RSA Security’s field chief technology officer, Ben Smith, had an unusual viewpoint. “Smart hiring managers recognize they aren’t just looking for candidates,” Smith told Mello. ‘Where can that new hire makes the most impact in making your team stronger as a whole?’
Be eager to train new employees
According to DHI Group’s Roeth, finding the appropriate applicant is difficult, thus specialist cybersecurity training or in-house training is critical.
“Security is a vast field with numerous skills, therefore there are many people who may not be perfect fit but may be following training,” said Roeth. Recruiters and technologists can pigeonhole themselves by focusing on very particular security expertise.
Give a candidate context by using certs
Experts disagree on this one. Half believe certificates show potential hires have taken the time to educate themselves.

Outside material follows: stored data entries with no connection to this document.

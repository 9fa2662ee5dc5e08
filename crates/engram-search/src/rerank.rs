//! Cross-encoder reranking: score combination, ranking, and the
//! `PairScorer` seam the ONNX cross-encoder plugs into.

use serde::Serialize;
use serde_json::Value;

use crate::error::SearchError;

/// Default α when the configured value falls outside `(0, 1]`.
const DEFAULT_ALPHA: f64 = 0.7;

/// Default result limit when the caller passes `limit <= 0`.
const DEFAULT_LIMIT: usize = 10;

/// Logistic squash with saturation: exactly 1.0 above +20, exactly 0.0
/// below −20.
#[must_use]
pub fn sigmoid(x: f64) -> f64 {
    if x >= 20.0 {
        1.0
    } else if x <= -20.0 {
        0.0
    } else {
        1.0 / (1.0 + (-x).exp())
    }
}

/// A candidate entering reranking: prior bi-encoder score plus content.
#[derive(Debug, Clone, PartialEq, Serialize)]
pub struct RerankCandidate {
    pub id: String,
    pub content: String,
    /// Prior bi-encoder score in `[0, 1]`.
    pub score: f64,
    /// Opaque caller metadata, preserved verbatim.
    #[serde(default)]
    pub metadata: Value,
}

/// A reranked result.
#[derive(Debug, Clone, PartialEq, Serialize)]
pub struct RerankResult {
    pub id: String,
    pub content: String,
    /// Final score the ordering is based on.
    pub combined_score: f64,
    /// `σ(logit)` from the cross-encoder.
    pub cross_score: f64,
    /// The candidate's prior bi-encoder score.
    pub prior_score: f64,
    /// 1-indexed position after reranking.
    pub rerank_rank: usize,
    /// `original_rank − rerank_rank`; positive means promoted.
    pub rank_improvement: i64,
    pub metadata: Value,
}

/// Produces one relevance logit per (query, document) pair.
pub trait PairScorer: Send + Sync {
    /// Raw logits, one per document, in input order.
    ///
    /// # Errors
    ///
    /// Returns [`SearchError::Rerank`] on tokenizer or inference failure.
    fn score_pairs(&self, query: &str, documents: &[String]) -> Result<Vec<f64>, SearchError>;
}

/// Combines cross-encoder scores with bi-encoder priors and re-ranks.
pub struct Reranker {
    scorer: Box<dyn PairScorer>,
    alpha: f64,
}

impl Reranker {
    /// `alpha` outside `(0, 1]` (including 0, which would discard the
    /// cross-encoder entirely) re-defaults to 0.7.
    #[must_use]
    pub fn new(scorer: Box<dyn PairScorer>, alpha: f64) -> Self {
        let alpha = if alpha > 0.0 && alpha <= 1.0 {
            alpha
        } else {
            DEFAULT_ALPHA
        };
        Self { scorer, alpha }
    }

    /// Rerank with `combined = α·σ(logit) + (1−α)·prior`.
    ///
    /// # Errors
    ///
    /// Returns [`SearchError::Rerank`] when the scorer fails.
    pub fn rerank(
        &self,
        query: &str,
        candidates: &[RerankCandidate],
        limit: i64,
    ) -> Result<Vec<RerankResult>, SearchError> {
        self.run(query, candidates, limit, true)
    }

    /// Rerank purely by `σ(logit)`, ignoring priors.
    ///
    /// # Errors
    ///
    /// Returns [`SearchError::Rerank`] when the scorer fails.
    pub fn rerank_by_score(
        &self,
        query: &str,
        candidates: &[RerankCandidate],
        limit: i64,
    ) -> Result<Vec<RerankResult>, SearchError> {
        self.run(query, candidates, limit, false)
    }

    fn run(
        &self,
        query: &str,
        candidates: &[RerankCandidate],
        limit: i64,
        use_prior: bool,
    ) -> Result<Vec<RerankResult>, SearchError> {
        let limit = usize::try_from(limit)
            .ok()
            .filter(|l| *l > 0)
            .unwrap_or(DEFAULT_LIMIT);
        if candidates.is_empty() {
            return Ok(Vec::new());
        }

        let documents: Vec<String> = candidates.iter().map(|c| c.content.clone()).collect();
        let logits = self.scorer.score_pairs(query, &documents)?;
        if logits.len() != candidates.len() {
            return Err(SearchError::Rerank(format!(
                "scorer returned {} logits for {} candidates",
                logits.len(),
                candidates.len()
            )));
        }

        // (original_rank, candidate, combined, cross)
        let mut scored: Vec<(usize, &RerankCandidate, f64, f64)> = candidates
            .iter()
            .zip(logits)
            .enumerate()
            .map(|(i, (candidate, logit))| {
                let cross = sigmoid(logit);
                let combined = if use_prior {
                    self.alpha * cross + (1.0 - self.alpha) * candidate.score
                } else {
                    cross
                };
                (i + 1, candidate, combined, cross)
            })
            .collect();

        scored.sort_by(|a, b| {
            b.2.partial_cmp(&a.2)
                .unwrap_or(std::cmp::Ordering::Equal)
                .then_with(|| a.0.cmp(&b.0))
        });

        Ok(scored
            .into_iter()
            .take(limit)
            .enumerate()
            .map(|(i, (original_rank, candidate, combined, cross))| {
                let rerank_rank = i + 1;
                #[allow(clippy::cast_possible_wrap)]
                let rank_improvement = original_rank as i64 - rerank_rank as i64;
                RerankResult {
                    id: candidate.id.clone(),
                    content: candidate.content.clone(),
                    combined_score: combined,
                    cross_score: cross,
                    prior_score: candidate.score,
                    rerank_rank,
                    rank_improvement,
                    metadata: candidate.metadata.clone(),
                }
            })
            .collect())
    }
}
//! # engram-search
//!
//! Hybrid retrieval for Engram: query intent classification and bounded
//! weighted expansion, the ONNX cross-encoder reranker with α-blended
//! scoring, importance and decayed-relevance scoring, and the `Retriever`
//! pipeline composing them over the vector store.

pub mod cross_encoder;
pub mod error;
pub mod expand;
pub mod pipeline;
pub mod rerank;
pub mod score;
pub mod vocab;

pub use cross_encoder::CrossEncoder;
pub use error::SearchError;
pub use expand::{Expansion, Intent, QueryExpander, classify_intent, key_terms};
pub use pipeline::{RetrievalHit, Retriever};
pub use rerank::{PairScorer, RerankCandidate, RerankResult, Reranker, sigmoid};
pub use score::{RelevanceInputs, concept_weight, importance, relevance, type_weight};
pub use vocab::{VocabTerm, Vocabulary};
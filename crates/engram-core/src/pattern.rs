//! Stored pattern entity.
//!
//! Patterns are distilled, reusable recommendations promoted out of
//! observations. Each of the three text fields is embedded as its own
//! vector row (`pattern_{id}_{name|description|recommendation}`).

use serde::{Deserialize, Serialize};

use crate::enums::{PatternField, Scope};

#[derive(Debug, Clone, PartialEq, Eq, Serialize, Deserialize)]
pub struct Pattern {
    pub id: i64,
    pub name: String,
    pub description: String,
    #[serde(default, skip_serializing_if = "Option::is_none")]
    pub recommendation: Option<String>,
    /// Creation time, epoch milliseconds.
    pub created_at_epoch: i64,
    #[serde(default)]
    pub scope: Scope,
    #[serde(default, skip_serializing_if = "Option::is_none")]
    pub project: Option<String>,
}

impl Pattern {
    /// Field content by pattern-field name, for doc-id generation.
    /// Empty fields return `None` and are not embedded.
    #[must_use]
    pub fn field(&self, field: PatternField) -> Option<&str> {
        let value = match field {
            PatternField::Name => Some(self.name.as_str()),
            PatternField::Description => Some(self.description.as_str()),
            PatternField::Recommendation => self.recommendation.as_deref(),
        };
        value.filter(|v| !v.trim().is_empty())
    }
}

#[cfg(test)]
mod tests {
    use super::*;
    use pretty_assertions::assert_eq;

    #[test]
    fn field_accessor_skips_empty_fields() {
        let pattern = Pattern {
            id: 4,
            name: "retry with jitter".to_string(),
            description: "add randomized backoff to retry loops".to_string(),
            recommendation: None,
            created_at_epoch: 1_750_000_000_000,
            scope: Scope::Global,
            project: None,
        };
        assert_eq!(pattern.field(PatternField::Name), Some("retry with jitter"));
        assert_eq!(pattern.field(PatternField::Recommendation), None);
    }
}
//! `engram expand` — show a query's expansion fan-out.

use engram_search::classify_intent;

use crate::cli::ExpandArgs;
use crate::context::EngineContext;

pub fn handle(ctx: &EngineContext, args: &ExpandArgs, json: bool) -> anyhow::Result<()> {
    let intent = classify_intent(&args.query);
    let expansions = ctx.expander.expand(&args.query);

    if json {
        println!(
            "{}",
            serde_json::to_string_pretty(&serde_json::json!({
                "query": args.query,
                "intent": intent,
                "expansions": expansions,
            }))?
        );
        return Ok(());
    }

    println!("intent: {intent:?}");
    for expansion in &expansions {
        println!(
            "  {:.2}  {:<50} ({})",
            expansion.weight, expansion.text, expansion.source
        );
    }
    Ok(())
}
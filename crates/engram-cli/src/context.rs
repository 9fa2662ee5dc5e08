//! Shared engine wiring for CLI commands: registry → embedder → store →
//! retriever.

use std::sync::Arc;

use anyhow::Context as _;
use engram_config::EngramConfig;
use engram_search::{QueryExpander, Retriever, Vocabulary};
use engram_store::VectorStore;

/// Everything a command needs, built once per invocation.
pub struct EngineContext {
    pub store: Arc<VectorStore>,
    pub expander: QueryExpander,
    pub retriever: Retriever,
}

impl EngineContext {
    /// Wire the engine from configuration. `model_override` selects a
    /// registered model version other than the default (e.g. `hash-v1`
    /// for offline use).
    pub fn build(config: &EngramConfig, model_override: Option<&str>) -> anyhow::Result<Self> {
        let registry = engram_embed::standard_registry(config);
        let embedder = match model_override {
            Some(version) => registry
                .get(version)
                .with_context(|| format!("resolving model '{version}'"))?,
            None => registry.get_default().context("resolving default model")?,
        };

        let store = Arc::new(
            engram_store::open_store(config, Arc::clone(&embedder))
                .context("opening vector store")?,
        );

        let expander = if config.expansion.vocabulary.is_empty() {
            QueryExpander::new(config.expansion.clone())
        } else {
            let vocabulary = Vocabulary::build(&config.expansion.vocabulary, embedder.as_ref())
                .context("embedding expansion vocabulary")?;
            QueryExpander::with_vocabulary(
                config.expansion.clone(),
                Arc::clone(&embedder),
                vocabulary,
            )
        };

        Ok(Self {
            retriever: Retriever::new(Arc::clone(&store), expander.clone()),
            expander,
            store,
        })
    }
}
//! Cross-cutting error types for Engram.
//!
//! Domain-specific errors (`EmbedError`, `StoreError`, `SearchError`, …) live
//! in their respective crates; this module defines the kinds that can
//! originate anywhere in the system.

use thiserror::Error;

/// Errors that can be raised by any Engram crate.
#[derive(Debug, Error)]
pub enum CoreError {
    /// Caller supplied input the operation cannot act on (empty id list,
    /// malformed observation block, unknown filter semantics).
    #[error("invalid input: {0}")]
    InvalidInput(String),

    /// The operation was cancelled before completion; any partial result
    /// has been discarded.
    #[error("operation cancelled")]
    Cancelled,

    /// The component was asked to do work after `close()` / shutdown.
    #[error("component is shut down")]
    Shutdown,

    /// Catch-all for unexpected errors.
    #[error(transparent)]
    Other(#[from] anyhow::Error),
}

Others, like Gurukul’s CEO Saryu Nayyar, say certifications only verify an applicant can study for and pass a test of competence and knowledge.
Melanie Kruger of Red Canary feels both should be considered when choosing the best candidate. The humility gained through trial and error and safe-space mistakes that come with on-the-job learning is what Kruger values most.
Preparation of Job Descriptions
“A job description should be about the projects and activities to be done, not the profile of the individual you believe you want to hire,” said Deidre Diamond, founder and CEO of Cyberese, a cybersecurity recruiting firm. “Job descriptions important. You’re off to the wrong start.”
Sell the position and firm
Looking at any of the top tech companies, it’s clear that culture matters as much as position. Hiring managers must know what candidates want and must offer it to them. SANS Institute’s Paller emphasizes the importance of “difficult job” and “Is the company going to invest in my skills?”
See Also: How to Fix [pii_email_9773c39327eaa6a2c2de] Email Error?
Mello and the experts stressed the importance of keeping new hires. Each new recruit must have a succession plan in place. Diamond is blunt:
“Without succession planning, there is no training of juniors, no one to take things off their plate, and individuals are changing roles every 12 to 18 months, which is not beneficial for a company. Dextrorse is offering the free cyber security courses to educate the world and spread cyber security awareness. You can also get cybersecurity consultation from expert researchers.